Kowalko et al. [2] address this possibility using the time-honored method of a simple genetic cross between cave and surface fish. When the F1 hybrids are crossed, a wide range of schooling behaviors among the F2 hybrid offspring between surface- and cave-dwellers is observed, but schooling segregates independent of vision. For example, there are sighted F2 hybrids who don’t school, and there are F2 hybrids that strongly prefer the dark and don’t school. Therefore, vision is necessary but not sufficient for schooling behavior, and vision, schooling and preference for dark can be uncoupled at the genetic level.

The authors then harnessed the power of genomics to determine whether the same or different regions of the genome influence schooling, preference for dark and vision. Like most interesting questions in science, the answer is a mix of all of the above. By performing QTL analysis on the subset of the F2s that were light-perceiving, the authors could remove the effects of vision on schooling. Altogether they found QTL that influence vision only, QTL that influence schooling only, and some QTL that influence both preference for dark and schooling.

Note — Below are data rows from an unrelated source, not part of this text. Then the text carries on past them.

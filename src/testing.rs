//! In-process fakes for the network and CDM boundaries.
use std::collections::{HashMap, HashSet};
use std::io::{self, BufRead, BufReader, Read, Write};
use std::net::{TcpListener, TcpStream};
use std::sync::atomic::{AtomicUsize, Ordering};
use std::thread;

use uuid::Uuid;

use crate::cdm::{Cdm, CdmSession, SERVICE_CERTIFICATE_CHALLENGE};
use crate::error::{Error, Result, Step};
use crate::key::ContentKey;
use crate::license::LicenseExchange;
use crate::playback::{CatalogApi, PlaybackDescriptor};
use crate::pssh::{Fingerprint, ProtectionInitData};

pub const FAKE_CERTIFICATE: &[u8] = b"service certificate";
const CHALLENGE_PREFIX: &[u8] = b"challenge:";
const LICENSE_PREFIX: &[u8] = b"license:";

/// The CONTENT key [`FakeCdm`] yields for `init_data`.
pub fn fake_content_key(init_data: &ProtectionInitData) -> ContentKey {
    let bytes = init_data.as_bytes();
    let kid = ContentKey::kid_to_uuid(&bytes[bytes.len().saturating_sub(16)..]);
    let key = bytes.iter().rev().take(16).copied().collect();
    ContentKey::content(kid, key)
}

/// License server answering the certificate round with
/// [`FAKE_CERTIFICATE`] and the license round with an echo of the challenge.
#[derive(Debug, Default)]
pub struct FakeLicense {
    pub calls: AtomicUsize,
    fail_license: bool,
}

impl FakeLicense {
    /// Answer the license round with a 403.
    pub fn failing_license() -> Self {
        Self {
            fail_license: true,
            ..Self::default()
        }
    }
}

impl LicenseExchange for FakeLicense {
    fn request_license(&self, asset_id: &str, _key_uri: &str, challenge: &[u8]) -> Result<Vec<u8>> {
        self.calls.fetch_add(1, Ordering::SeqCst);
        if challenge == SERVICE_CERTIFICATE_CHALLENGE {
            return Ok(FAKE_CERTIFICATE.to_vec());
        }
        if self.fail_license {
            return Err(Error::status(asset_id, Step::License, 403, "forbidden"));
        }
        let payload = challenge
            .strip_prefix(CHALLENGE_PREFIX)
            .ok_or_else(|| Error::protocol(asset_id, Step::License, "unexpected challenge"))?;
        Ok([LICENSE_PREFIX, payload].concat())
    }
}

/// CDM whose sessions reject licenses for chosen fingerprints.
#[derive(Debug, Default)]
pub struct FakeCdm {
    rejected: HashSet<Fingerprint>,
    pub sessions: AtomicUsize,
}

impl FakeCdm {
    pub fn rejecting(fingerprints: impl IntoIterator<Item = Fingerprint>) -> Self {
        Self {
            rejected: fingerprints.into_iter().collect(),
            ..Self::default()
        }
    }
}

impl Cdm for FakeCdm {
    type Session = FakeSession;

    fn new_session(
        &self,
        init_data: &ProtectionInitData,
        service_certificate: &[u8],
    ) -> Result<FakeSession> {
        if service_certificate != FAKE_CERTIFICATE {
            return Err(Error::Cdm("Unknown service certificate".to_string()));
        }
        self.sessions.fetch_add(1, Ordering::SeqCst);
        Ok(FakeSession {
            reject: self.rejected.contains(&init_data.fingerprint()),
            init_data: init_data.clone(),
            accepted: false,
        })
    }
}

#[derive(Debug)]
pub struct FakeSession {
    init_data: ProtectionInitData,
    reject: bool,
    accepted: bool,
}

impl CdmSession for FakeSession {
    fn challenge(&mut self) -> Result<Vec<u8>> {
        Ok([CHALLENGE_PREFIX, self.init_data.as_bytes()].concat())
    }

    fn accept_license(&mut self, license: &[u8]) -> Result<()> {
        if self.reject {
            return Err(Error::Cdm("License signature mismatch".to_string()));
        }
        if license.strip_prefix(LICENSE_PREFIX) != Some(self.init_data.as_bytes()) {
            return Err(Error::Cdm("License does not match session".to_string()));
        }
        self.accepted = true;
        Ok(())
    }

    fn keys(&self) -> Result<Vec<ContentKey>> {
        if !self.accepted {
            return Err(Error::Cdm("No license loaded".to_string()));
        }
        Ok(vec![
            ContentKey::new("SIGNING", Uuid::nil(), vec![0; 32]),
            fake_content_key(&self.init_data),
        ])
    }
}

/// Catalog serving canned descriptors and playlists.
#[derive(Debug, Default)]
pub struct FakeCatalog {
    pub descriptors: HashMap<String, PlaybackDescriptor>,
    pub playlists: HashMap<String, String>,
    pub license: FakeLicense,
}

impl FakeCatalog {
    pub fn with_descriptor(mut self, asset_id: &str, descriptor: PlaybackDescriptor) -> Self {
        self.descriptors.insert(asset_id.to_string(), descriptor);
        self
    }

    pub fn with_playlist(mut self, url: &str, body: &str) -> Self {
        self.playlists.insert(url.to_string(), body.to_string());
        self
    }
}

impl<'a> CatalogApi for &'a FakeCatalog {
    type License = &'a FakeLicense;

    fn web_playback(&self, asset_id: &str) -> Result<PlaybackDescriptor> {
        self.descriptors
            .get(asset_id)
            .cloned()
            .ok_or_else(|| Error::status(asset_id, Step::WebPlayback, 404, "not found"))
    }

    fn fetch_playlist(&self, asset_id: &str, url: &str) -> Result<Vec<u8>> {
        self.playlists
            .get(url)
            .map(|body| body.as_bytes().to_vec())
            .ok_or_else(|| Error::status(asset_id, Step::Playlist, 404, url))
    }

    fn license_client(&self, _license_url: &str) -> &'a FakeLicense {
        let catalog: &'a FakeCatalog = *self;
        &catalog.license
    }
}

/// Answer one HTTP request on a local port with `status` (e.g.
/// `"403 Forbidden"`) and `body`. Returns the base URL.
pub fn serve_once(status: &str, body: &str) -> String {
    let listener = TcpListener::bind("127.0.0.1:0").expect("bind local listener");
    let addr = listener.local_addr().expect("local address");
    let response = format!(
        "HTTP/1.1 {}\r\nContent-Type: text/plain\r\nContent-Length: {}\r\nConnection: close\r\n\r\n{}",
        status,
        body.len(),
        body
    );
    thread::spawn(move || {
        if let Ok((mut stream, _)) = listener.accept() {
            read_request(&mut stream);
            let _ = stream.write_all(response.as_bytes());
        }
    });
    format!("http://{}", addr)
}

/// Accept one connection and never answer it. Returns the base URL.
pub fn serve_silently() -> String {
    let listener = TcpListener::bind("127.0.0.1:0").expect("bind local listener");
    let addr = listener.local_addr().expect("local address");
    thread::spawn(move || {
        if let Ok((mut stream, _)) = listener.accept() {
            // Drains until the client gives up and closes.
            let _ = io::copy(&mut stream, &mut io::sink());
        }
    });
    format!("http://{}", addr)
}

fn read_request(stream: &mut TcpStream) {
    let mut reader = BufReader::new(stream);
    let mut content_length = 0;
    let mut line = String::new();
    loop {
        line.clear();
        match reader.read_line(&mut line) {
            Ok(0) | Err(_) => return,
            Ok(_) => {}
        }
        let header = line.trim_end();
        if header.is_empty() {
            break;
        }
        if let Some((name, value)) = header.split_once(':') {
            if name.eq_ignore_ascii_case("content-length") {
                content_length = value.trim().parse().unwrap_or(0);
            }
        }
    }
    let mut body = vec![0; content_length];
    let _ = reader.read_exact(&mut body);
}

In other words, there are both vision-dependent, and vision-independent loci influencing schooling. This suggests that the loss of schooling in cave-dwellers evolved by multiple genetic changes, only some of which are vision-dependent.

The paper by Greenwood et al. [1] offers a different evolutionary scenario for the loss of schooling in threespine sticklebacks. Like A. mexicanus, there are populations of sticklebacks that differ in schooling behavior, and the populations are inter-fertile. Unlike A. mexicanus, though, in the stickleback case the populations differ in how tightly they school — sticklebacks from the ocean school tightly together, while sticklebacks in lakes still form schools, but they are looser. Moreover, while the lateral line has a small effect on schooling in A. mexicanus, Greenwood et al. [1] found a genetic link between schooling and the lateral line in sticklebacks.

Together, these studies show that schooling behavior in both species was lost through modifications to sensory systems, but that convergent loss of schooling occurred via different sensory mechanisms (vision versus lateral line [11]). It will be fascinating to learn whether this generalization also applies within species. That is, was schooling lost via the same genetic changes in different populations of cavefish, for example? And did the genetic changes originate once (selection on standing genetic variation) or multiple times? This question is tractable in both the cavefish and stickleback systems as there are multiple populations of both species that have independently lost schooling behavior. Another outstanding question is whether the loss of schooling behavior is actually an adaptive response to relaxed predation pressure in caves or lakes, or if it reflects neutral evolution and genetic drift. Perhaps genes influencing schooling accumulate mutations, which eventually result in loss of function and disappearance of the trait. Finally, there will be great interest in knowing the identity of the mutations that can turn a socialite fish into a loner.